There’s an important lesson here. He could not do this work if the data from published papers was secret. He could not do this work if the tools to analyze the data were too expensive, or the algorithms used were secret and not available to scientists.
And, it’s true that some scientists are frauds, but sometimes they just make off-by-one errors. Trust, but verify – right? We need people like Keith to help find and correct errors in medical research. No one expects all research to be perfect. But I do expect that people should be able to verify conclusions.
Keith Baggerly now publishes all his papers with Sweave, which is a combination of R and LaTeX. Meaning, his papers are executable, and anyone with R and LaTeX can run the analysis.
They’ve got a great mailing list talking more about reproducible research.
My coworker Luke is talking today about what he’s doing with open data. The tools he’s writing are about reminders to take the garbage out, encouraging marital happiness, and reducing waste. His work is only possible because the data is publicly available.
There are big and small reasons we need transparency. Reasons why we need to share scientific knowledge, share government data, write tests for our own code, and trust but verify. It’s to automate the routine and dull tasks, make our communities happier and healthier and, sometimes, it’s to save lives.

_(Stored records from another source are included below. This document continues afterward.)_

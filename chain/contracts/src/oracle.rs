//! Price Oracle Adapter
//!
//! Wraps an untrusted external price feed quoting the token asset in native
//! units. Every call fetches a fresh sample and revalidates it; rates are
//! never cached across calls.

use bank_types::ids::Address;
use bank_types::numeric::Amount;
use rust_decimal::prelude::{FromPrimitive, ToPrimitive};
use rust_decimal::Decimal;
use serde::{Deserialize, Serialize};
use tracing::{debug, warn};

use crate::errors::{BankError, OracleError};

/// Raw round data reported by a price feed.
#[derive(Debug, Clone, PartialEq, Eq, Serialize, Deserialize)]
pub struct PriceSample {
    pub round_id: u64,
    /// Native units per token unit
    pub answer: Decimal,
    pub started_at: i64,
    /// Unix seconds when the answer was last updated
    pub updated_at: i64,
    pub answered_in_round: u64,
}

/// External read-only price source.
pub trait PriceFeed {
    /// Address the feed is deployed at
    fn address(&self) -> Address;

    /// Most recent round reported by the feed
    fn latest_sample(&self) -> Result<PriceSample, OracleError>;
}

/// A validated conversion rate, usable only within the call that fetched it.
#[derive(Debug, Clone, Copy, PartialEq, Eq)]
pub struct Rate {
    value: Decimal,
    observed_at: i64,
}

impl Rate {
    pub fn value(&self) -> Decimal {
        self.value
    }

    pub fn observed_at(&self) -> i64 {
        self.observed_at
    }

    /// Convert a token amount into native units, rounding up.
    ///
    /// Decimal arithmetic carries a 96-bit mantissa, so an amount or a
    /// product above `Decimal::MAX` (about 7.9e28) fails with `Overflow`
    /// rather than being compared against the cap or limit.
    pub fn to_common(&self, amount: Amount) -> Result<Amount, BankError> {
        let amount = Decimal::from_u128(amount).ok_or(BankError::Overflow)?;
        amount
            .checked_mul(self.value)
            .map(|value| value.ceil())
            .and_then(|value| value.to_u128())
            .ok_or(BankError::Overflow)
    }
}

/// Check a raw sample against coherence and staleness rules.
pub fn validate_sample(
    sample: &PriceSample,
    now: i64,
    max_age_secs: i64,
) -> Result<Rate, OracleError> {
    if sample.answer <= Decimal::ZERO {
        return Err(OracleError::Incoherent {
            reason: format!("non-positive answer {}", sample.answer),
        });
    }
    if sample.updated_at <= 0 {
        return Err(OracleError::Incoherent {
            reason: "round never updated".to_string(),
        });
    }
    if sample.updated_at > now {
        return Err(OracleError::Incoherent {
            reason: format!("updated_at {} is in the future (now {})", sample.updated_at, now),
        });
    }
    if sample.answered_in_round < sample.round_id {
        return Err(OracleError::Incoherent {
            reason: format!(
                "answer carried over from round {} into round {}",
                sample.answered_in_round, sample.round_id
            ),
        });
    }
    if now - sample.updated_at > max_age_secs {
        return Err(OracleError::Stale {
            updated_at: sample.updated_at,
            now,
            max_age_secs,
        });
    }
    Ok(Rate {
        value: sample.answer,
        observed_at: sample.updated_at,
    })
}

/// Adapter owning the feed handle and the staleness threshold.
pub struct OracleAdapter {
    feed: Box<dyn PriceFeed>,
    max_age_secs: i64,
}

impl OracleAdapter {
    pub fn new(feed: Box<dyn PriceFeed>, max_age_secs: i64) -> Self {
        Self { feed, max_age_secs }
    }

    /// Fetch and validate a fresh rate.
    pub fn current_rate(&self, now: i64) -> Result<Rate, BankError> {
        let sample = self.feed.latest_sample()?;
        debug!(
            round_id = sample.round_id,
            answer = %sample.answer,
            updated_at = sample.updated_at,
            "Price sample fetched"
        );
        validate_sample(&sample, now, self.max_age_secs).map_err(|err| {
            warn!(error = %err, feed = %self.feed.address(), "Price sample rejected");
            BankError::from(err)
        })
    }
}

impl std::fmt::Debug for OracleAdapter {
    fn fmt(&self, f: &mut std::fmt::Formatter<'_>) -> std::fmt::Result {
        f.debug_struct("OracleAdapter")
            .field("feed", &self.feed.address())
            .field("max_age_secs", &self.max_age_secs)
            .finish()
    }
}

Since you mentioned cancer, you should know who is really killing people around the world:
http://www.youtube.com/watch?v=jRua3NLg-Z8
There are lot of cures (not just Antineoplastons), but are not allowed to be developed or put on market.
You think nazis were bad? Far worse people are running the world presently.

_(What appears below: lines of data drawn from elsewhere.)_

//! Ledger Core — per-user, per-asset balances and aggregate counters
//!
//! The only place balances, totals and operation counters change. Every
//! mutation is computed with checked arithmetic before anything is written,
//! so a failed call leaves the ledger untouched.

use bank_types::asset::AssetId;
use bank_types::ids::Address;
use bank_types::numeric::{checked_credit, checked_debit, Amount};
use std::collections::HashMap;

use crate::errors::BankError;

/// Balance table plus per-asset totals and lifetime operation counters.
///
/// Invariant: for every asset, `total_of(asset)` equals the sum of all
/// balances held in that asset.
#[derive(Debug, Clone, Default, PartialEq)]
pub struct Ledger {
    /// Balances: (asset, owner) -> amount
    balances: HashMap<(AssetId, Address), Amount>,
    /// Totals: asset -> sum of balances
    totals: HashMap<AssetId, Amount>,
    deposit_count: u64,
    withdraw_count: u64,
}

/// Saved ledger state touched by one operation on one (user, asset) pair.
///
/// Restoring a checkpoint puts back exactly what was there before,
/// including the absence of an entry.
#[derive(Debug, Clone, PartialEq)]
pub struct LedgerCheckpoint {
    user: Address,
    asset: AssetId,
    balance: Option<Amount>,
    total: Option<Amount>,
    deposit_count: u64,
    withdraw_count: u64,
}

impl Ledger {
    pub fn new() -> Self {
        Self::default()
    }

    // ───────────────────────── Mutations ─────────────────────────

    /// Credit `amount` of `asset` to `user`. Returns the new balance.
    pub fn record_deposit(
        &mut self,
        user: Address,
        asset: AssetId,
        amount: Amount,
    ) -> Result<Amount, BankError> {
        let new_balance =
            checked_credit(self.balance_of(&user, &asset), amount).ok_or(BankError::Overflow)?;
        let new_total = checked_credit(self.total_of(&asset), amount).ok_or(BankError::Overflow)?;
        let new_count = self.deposit_count.checked_add(1).ok_or(BankError::Overflow)?;

        self.balances.insert((asset, user), new_balance);
        self.totals.insert(asset, new_total);
        self.deposit_count = new_count;
        Ok(new_balance)
    }

    /// Debit `amount` of `asset` from `user`. Returns the new balance.
    ///
    /// Fails with `InsufficientFunds` when the balance does not cover the
    /// amount; the ledger is not modified in that case.
    pub fn record_withdraw(
        &mut self,
        user: Address,
        asset: AssetId,
        amount: Amount,
    ) -> Result<Amount, BankError> {
        let available = self.balance_of(&user, &asset);
        let new_balance =
            checked_debit(available, amount).ok_or(BankError::InsufficientFunds {
                user,
                asset,
                available,
                requested: amount,
            })?;
        // Totals cover every balance, so this only fails on a broken invariant.
        let new_total = checked_debit(self.total_of(&asset), amount).ok_or(BankError::Overflow)?;
        let new_count = self.withdraw_count.checked_add(1).ok_or(BankError::Overflow)?;

        self.balances.insert((asset, user), new_balance);
        self.totals.insert(asset, new_total);
        self.withdraw_count = new_count;
        Ok(new_balance)
    }

    // ───────────────────────── Queries ─────────────────────────

    /// Balance of `user` in `asset`; zero if never deposited.
    pub fn balance_of(&self, user: &Address, asset: &AssetId) -> Amount {
        self.balances.get(&(*asset, *user)).copied().unwrap_or(0)
    }

    /// Sum of all balances in `asset`.
    pub fn total_of(&self, asset: &AssetId) -> Amount {
        self.totals.get(asset).copied().unwrap_or(0)
    }

    pub fn deposit_count(&self) -> u64 {
        self.deposit_count
    }

    pub fn withdraw_count(&self) -> u64 {
        self.withdraw_count
    }

    // ───────────────────────── Rollback ─────────────────────────

    /// Capture the state a single operation on (`user`, `asset`) may touch.
    pub fn checkpoint(&self, user: Address, asset: AssetId) -> LedgerCheckpoint {
        LedgerCheckpoint {
            user,
            asset,
            balance: self.balances.get(&(asset, user)).copied(),
            total: self.totals.get(&asset).copied(),
            deposit_count: self.deposit_count,
            withdraw_count: self.withdraw_count,
        }
    }

    /// Put back the state captured by `checkpoint`.
    pub fn restore(&mut self, checkpoint: LedgerCheckpoint) {
        let key = (checkpoint.asset, checkpoint.user);
        match checkpoint.balance {
            Some(balance) => self.balances.insert(key, balance),
            None => self.balances.remove(&key),
        };
        match checkpoint.total {
            Some(total) => self.totals.insert(checkpoint.asset, total),
            None => self.totals.remove(&checkpoint.asset),
        };
        self.deposit_count = checkpoint.deposit_count;
        self.withdraw_count = checkpoint.withdraw_count;
    }
}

What nonsense. Readers, please see the wikipedia page about Burzynski and his Quackwatch page.
I have no idea who you are, but do not think that my blog post was about anything other than scientific inquiry. Based on the collected information about Burzynski, it appears that his research doesn’t stand up to analysis by his peers.

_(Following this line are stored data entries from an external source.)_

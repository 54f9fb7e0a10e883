//! The fuzzy model: every feature the engine can score.
//!
//! A [`FuzzyModel`] is built once at startup and shared read-only by every
//! scoring request.

use thiserror::Error;

use crate::{DomainError, Feature, FuzzySet, MembershipError};

/// How crisp values are mapped onto membership degrees.
#[derive(Debug, Clone, Copy, PartialEq, Eq, Default)]
#[cfg_attr(
    feature = "serde",
    derive(serde::Serialize, serde::Deserialize),
    serde(rename_all = "lowercase")
)]
pub enum Evaluation {
    /// Interpolate the curve sampled over the domain grid.
    #[default]
    Sampled,
    /// Evaluate the triangle directly.
    Analytic,
}

/// Errors raised while assembling a model.
#[derive(Debug, Clone, PartialEq, Error)]
pub enum ModelError {
    /// A feature or category name was blank.
    #[error("feature and category names must not be blank")]
    EmptyName,
    /// Two features shared a name.
    #[error("feature '{feature}' is defined more than once")]
    DuplicateFeature {
        /// Repeated feature name.
        feature: String,
    },
    /// Two categories of one feature shared a name.
    #[error("category '{category}' is defined more than once for feature '{feature}'")]
    DuplicateCategory {
        /// Owning feature.
        feature: String,
        /// Repeated category name.
        category: String,
    },
    /// A membership control point fell outside the feature domain.
    #[error("category '{category}' of feature '{feature}' has control point {point} outside the domain")]
    ControlPointOutOfDomain {
        /// Owning feature.
        feature: String,
        /// Offending category.
        category: String,
        /// Offending control point.
        point: f64,
    },
    /// A domain definition was invalid.
    #[error(transparent)]
    Domain(#[from] DomainError),
    /// A membership function definition was invalid.
    #[error("invalid membership function for category '{category}' of feature '{feature}'")]
    Membership {
        /// Owning feature.
        feature: String,
        /// Offending category.
        category: String,
        /// Underlying validation failure.
        #[source]
        source: MembershipError,
    },
}

/// Ordered collection of features with a shared evaluation strategy.
///
/// # Examples
/// ```
/// use savour_core::{Domain, Feature, FuzzyModel, Triangle};
///
/// let temperature = Feature::new("temperature", Domain::default())?
///     .with_category("warm", Triangle::new(30.0, 50.0, 70.0)?)?;
/// let model = FuzzyModel::new().with_feature(temperature)?;
///
/// assert!(model.feature("temperature").is_some());
/// assert!(model.feature("price").is_none());
/// # Ok::<(), Box<dyn std::error::Error>>(())
/// ```
#[derive(Debug, Clone, PartialEq, Default)]
pub struct FuzzyModel {
    features: Vec<Feature>,
    evaluation: Evaluation,
}

impl FuzzyModel {
    /// Construct an empty model using sampled evaluation.
    #[must_use]
    pub fn new() -> Self {
        Self::default()
    }

    /// Switch the evaluation strategy.
    #[must_use]
    pub const fn with_evaluation(mut self, evaluation: Evaluation) -> Self {
        self.evaluation = evaluation;
        self
    }

    /// Add a feature while consuming `self`, enabling chaining.
    ///
    /// # Errors
    /// See [`FuzzyModel::add_feature`].
    pub fn with_feature(mut self, feature: Feature) -> Result<Self, ModelError> {
        self.add_feature(feature)?;
        Ok(self)
    }

    /// Append a feature.
    ///
    /// # Errors
    /// Returns [`ModelError::DuplicateFeature`] when the name is taken.
    pub fn add_feature(&mut self, feature: Feature) -> Result<(), ModelError> {
        if self.feature(feature.name()).is_some() {
            return Err(ModelError::DuplicateFeature {
                feature: feature.name().to_owned(),
            });
        }
        self.features.push(feature);
        Ok(())
    }

    /// Evaluation strategy shared by every feature.
    #[must_use]
    pub const fn evaluation(&self) -> Evaluation {
        self.evaluation
    }

    /// Features in declaration order.
    #[must_use]
    pub fn features(&self) -> &[Feature] {
        &self.features
    }

    /// Look up a feature by name.
    #[must_use]
    pub fn feature(&self, name: &str) -> Option<&Feature> {
        self.features.iter().find(|feature| feature.name() == name)
    }

    /// Unweighted degrees of `value` for `feature`, or `None` when the model
    /// does not define it.
    #[must_use]
    pub fn fuzzify_value(&self, feature: &str, value: f64) -> Option<FuzzySet> {
        self.feature(feature)
            .map(|found| found.fuzzify(value, self.evaluation))
    }

    /// Number of features.
    #[must_use]
    pub fn len(&self) -> usize {
        self.features.len()
    }

    /// Report whether the model has no features.
    #[must_use]
    pub fn is_empty(&self) -> bool {
        self.features.is_empty()
    }
}

#[cfg(test)]
mod tests {
    use super::*;
    use crate::{Domain, Triangle};
    use rstest::rstest;

    fn feature(name: &str) -> Feature {
        Feature::new(name, Domain::default())
            .and_then(|f| {
                f.with_category(
                    "low",
                    Triangle::new(0.0, 0.0, 40.0).expect("valid triangle"),
                )
            })
            .expect("valid feature")
    }

    #[rstest]
    fn rejects_duplicate_features() {
        let err = FuzzyModel::new()
            .with_feature(feature("price"))
            .and_then(|model| model.with_feature(feature("price")))
            .expect_err("duplicate feature");
        assert_eq!(
            err,
            ModelError::DuplicateFeature {
                feature: "price".into()
            }
        );
    }

    #[rstest]
    fn keeps_feature_order() {
        let model = FuzzyModel::new()
            .with_feature(feature("taste"))
            .and_then(|model| model.with_feature(feature("price")))
            .expect("valid model");
        let names: Vec<_> = model.features().iter().map(Feature::name).collect();
        assert_eq!(names, vec!["taste", "price"]);
    }

    #[rstest]
    fn fuzzify_value_uses_model_evaluation() {
        let model = FuzzyModel::new()
            .with_evaluation(Evaluation::Analytic)
            .with_feature(feature("price"))
            .expect("valid model");
        let degrees = model.fuzzify_value("price", 20.0).expect("known feature");
        assert_eq!(degrees.get("low"), Some(0.5));
        assert!(model.fuzzify_value("taste", 20.0).is_none());
    }
}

That’s not a conspiracy, that’s science.
Wikipedia content is mostly very helpful, but it does not nesessary always represent real truth. I am sure you would agree with me about this. It all gets down to author’s intention and knowledge.
Saul Green, the author of article on quackwatch is one of Burzynski’s top opponents. He worked at “Memorial Sloan Kettering”, the institution that is mentioned in the movie. They represent the will of PhRMA and Cancer industry.
I urge you to watch the documentary. Even if he was a quack, you will see how anyone that comes close to the cure gets legally shut down (with your money btw). There is a lot of information on the internet for and against him, but until you see the movie you will not understand why he is being thrashed.
I am just one of your readers who wanted to share what I consider information of significant importance. I am aware that it is your blog and feel free to delete both of my comments if you find them intruding.